Collected data:
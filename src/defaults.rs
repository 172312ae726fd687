//! Defaults the reference pan/zoom viewer applies to absent options, and the
//! fully resolved record.

use crate::color::{Rgba, parse_color};
use crate::options::{Options, to_json_pretty, to_ron_pretty};
use crate::validate::OptionsError;
use crate::values::{Handle, LimitZoom, Listeners, Overflow, ZoomControl};
use serde::Serialize;

/// Transition duration, in milliseconds.
pub const TRANSITION_DURATION: f64 = 200.0;

pub const DOUBLE_TAP: bool = true;

/// Zoom scale reached by a double-tap.
pub const DOUBLE_TAP_SCALE: f64 = 2.0;

pub const AUTO_ZOOM_OUT: bool = false;

pub const LIMIT_ZOOM: LimitZoom = LimitZoom::OriginalImageSize;

pub const DISABLE_PAN: bool = false;

pub const OVERFLOW: Overflow = Overflow::Hidden;

pub const DISABLE_ZOOM_CONTROL: ZoomControl = ZoomControl::Auto;

pub const ZOOM_CONTROL_SCALE: f64 = 1.0;

/// Translucent black backdrop.
pub const BACKGROUND_COLOR: &str = "rgba(0,0,0,0.85)";

pub const LIMIT_PAN: bool = false;

/// Minimum zoom scale (0 = no lower bound beyond fitting the image).
pub const MIN_SCALE: f64 = 0.0;

pub const LISTENERS: Listeners = Listeners::MouseAndTouch;

pub const WHEEL: bool = true;

pub const AUTO_HEIGHT: bool = false;

/// Zoom increment per wheel step.
pub const WHEEL_ZOOM_FACTOR: f64 = 0.2;

pub const DRAGGABLE_IMAGE: bool = false;

const _: () = {
    assert!(TRANSITION_DURATION >= 0.0);
    assert!(DOUBLE_TAP_SCALE > 0.0);
    assert!(ZOOM_CONTROL_SCALE > 0.0);
    assert!(MIN_SCALE >= 0.0);
    assert!(WHEEL_ZOOM_FACTOR > 0.0);
};

/// Options with every defaultable key filled in.
///
/// `disabled`, `element` and `eventHandler` have no default and stay optional.
#[serde_with::skip_serializing_none]
#[derive(Debug, Clone, PartialEq, Serialize)]
pub struct ResolvedOptions {
    #[serde(rename = "transition-duration")]
    pub transition_duration: f64,
    #[serde(rename = "double-tap")]
    pub double_tap: bool,
    #[serde(rename = "double-tap-scale")]
    pub double_tap_scale: f64,
    #[serde(rename = "auto-zoom-out")]
    pub auto_zoom_out: bool,
    #[serde(rename = "limit-zoom")]
    pub limit_zoom: LimitZoom,
    pub disabled: Option<f64>,
    pub element: Option<Handle>,
    #[serde(rename = "disablePan")]
    pub disable_pan: bool,
    pub overflow: Overflow,
    #[serde(rename = "disableZoomControl")]
    pub disable_zoom_control: ZoomControl,
    #[serde(rename = "zoomControlScale")]
    pub zoom_control_scale: f64,
    #[serde(rename = "backgroundColor")]
    pub background_color: String,
    #[serde(rename = "limitPan")]
    pub limit_pan: bool,
    #[serde(rename = "minScale")]
    pub min_scale: f64,
    #[serde(rename = "eventHandler")]
    pub event_handler: Option<Handle>,
    pub listeners: Listeners,
    pub wheel: bool,
    #[serde(rename = "autoHeight")]
    pub auto_height: bool,
    #[serde(rename = "wheelZoomFactor")]
    pub wheel_zoom_factor: f64,
    #[serde(rename = "draggableImage")]
    pub draggable_image: bool,
}

impl Default for ResolvedOptions {
    fn default() -> Self {
        Options::default().resolve()
    }
}

impl ResolvedOptions {
    /// Decodes `backgroundColor`, if it is in a syntax this crate understands.
    pub fn background_rgba(&self) -> Option<Rgba> {
        parse_color(&self.background_color)
    }

    pub fn to_json_pretty(&self) -> Result<String, OptionsError> {
        to_json_pretty(self)
    }

    pub fn to_ron_pretty(&self) -> Result<String, OptionsError> {
        to_ron_pretty(self)
    }
}

impl Options {
    /// Fills every absent key with the viewer's default.
    pub fn resolve(&self) -> ResolvedOptions {
        let resolved = ResolvedOptions {
            transition_duration: self.transition_duration.unwrap_or(TRANSITION_DURATION),
            double_tap: self.double_tap.unwrap_or(DOUBLE_TAP),
            double_tap_scale: self.double_tap_scale.unwrap_or(DOUBLE_TAP_SCALE),
            auto_zoom_out: self.auto_zoom_out.unwrap_or(AUTO_ZOOM_OUT),
            limit_zoom: self.limit_zoom.unwrap_or(LIMIT_ZOOM),
            disabled: self.disabled,
            element: self.element.clone(),
            disable_pan: self.disable_pan.unwrap_or(DISABLE_PAN),
            overflow: self.overflow.unwrap_or(OVERFLOW),
            disable_zoom_control: self.disable_zoom_control.unwrap_or(DISABLE_ZOOM_CONTROL),
            zoom_control_scale: self.zoom_control_scale.unwrap_or(ZOOM_CONTROL_SCALE),
            background_color: self
                .background_color
                .clone()
                .unwrap_or_else(|| BACKGROUND_COLOR.to_owned()),
            limit_pan: self.limit_pan.unwrap_or(LIMIT_PAN),
            min_scale: self.min_scale.unwrap_or(MIN_SCALE),
            event_handler: self.event_handler.clone(),
            listeners: self.listeners.unwrap_or(LISTENERS),
            wheel: self.wheel.unwrap_or(WHEEL),
            auto_height: self.auto_height.unwrap_or(AUTO_HEIGHT),
            wheel_zoom_factor: self.wheel_zoom_factor.unwrap_or(WHEEL_ZOOM_FACTOR),
            draggable_image: self.draggable_image.unwrap_or(DRAGGABLE_IMAGE),
        };
        log::debug!("resolved pan/zoom options: {resolved:?}");
        resolved
    }
}

#[cfg(test)]
mod tests {
    use super::*;
    use serde_json::json;

    #[test]
    fn empty_options_resolve_to_defaults() {
        let resolved = Options::default().resolve();
        assert_eq!(resolved.transition_duration, 200.0);
        assert!(resolved.double_tap);
        assert_eq!(resolved.double_tap_scale, 2.0);
        assert_eq!(resolved.limit_zoom, LimitZoom::OriginalImageSize);
        assert_eq!(resolved.overflow, Overflow::Hidden);
        assert_eq!(resolved.disable_zoom_control, ZoomControl::Auto);
        assert_eq!(resolved.listeners, Listeners::MouseAndTouch);
        assert_eq!(resolved.wheel_zoom_factor, 0.2);
        assert_eq!(resolved.disabled, None);
        assert_eq!(resolved.element, None);
    }

    #[test]
    fn set_values_win_over_defaults() {
        let options = Options {
            wheel: Some(false),
            limit_zoom: Some(LimitZoom::Scale(5.0)),
            background_color: Some("white".to_owned()),
            disabled: Some(1.0),
            ..Default::default()
        };
        let resolved = options.resolve();
        assert!(!resolved.wheel);
        assert_eq!(resolved.limit_zoom, LimitZoom::Scale(5.0));
        assert_eq!(resolved.background_color, "white");
        assert_eq!(resolved.disabled, Some(1.0));
        assert!(!resolved.draggable_image);
    }

    #[test]
    fn resolved_json_uses_wire_keys_and_skips_unset_handles() {
        let value = serde_json::to_value(ResolvedOptions::default()).unwrap();
        let object = value.as_object().unwrap();

        assert_eq!(object.len(), 17);
        assert_eq!(object["limit-zoom"], json!("original image size"));
        assert_eq!(object["listeners"], json!("mouse and touch"));
        assert_eq!(object["backgroundColor"], json!("rgba(0,0,0,0.85)"));
        assert!(!object.contains_key("disabled"));
        assert!(!object.contains_key("element"));
        assert!(!object.contains_key("eventHandler"));
    }

    #[test]
    fn default_background_decodes() {
        let rgba = ResolvedOptions::default().background_rgba().unwrap();
        assert_eq!((rgba.r, rgba.g, rgba.b), (0, 0, 0));
        assert!((rgba.a - 0.85).abs() < f32::EPSILON);
    }

    #[test]
    fn resolved_ron_is_readable_as_options() {
        let text = ResolvedOptions::default().to_ron_pretty().unwrap();
        let options = Options::from_ron(&text).unwrap();
        assert_eq!(options.resolve(), ResolvedOptions::default());
    }
}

• **Work to be completed**
If a line of the data above contains "text", copy it out.

• **Task solution**
        let text = ResolvedOptions::default().to_ron_pretty().unwrap();
        let options = Options::from_ron(&text).unwrap();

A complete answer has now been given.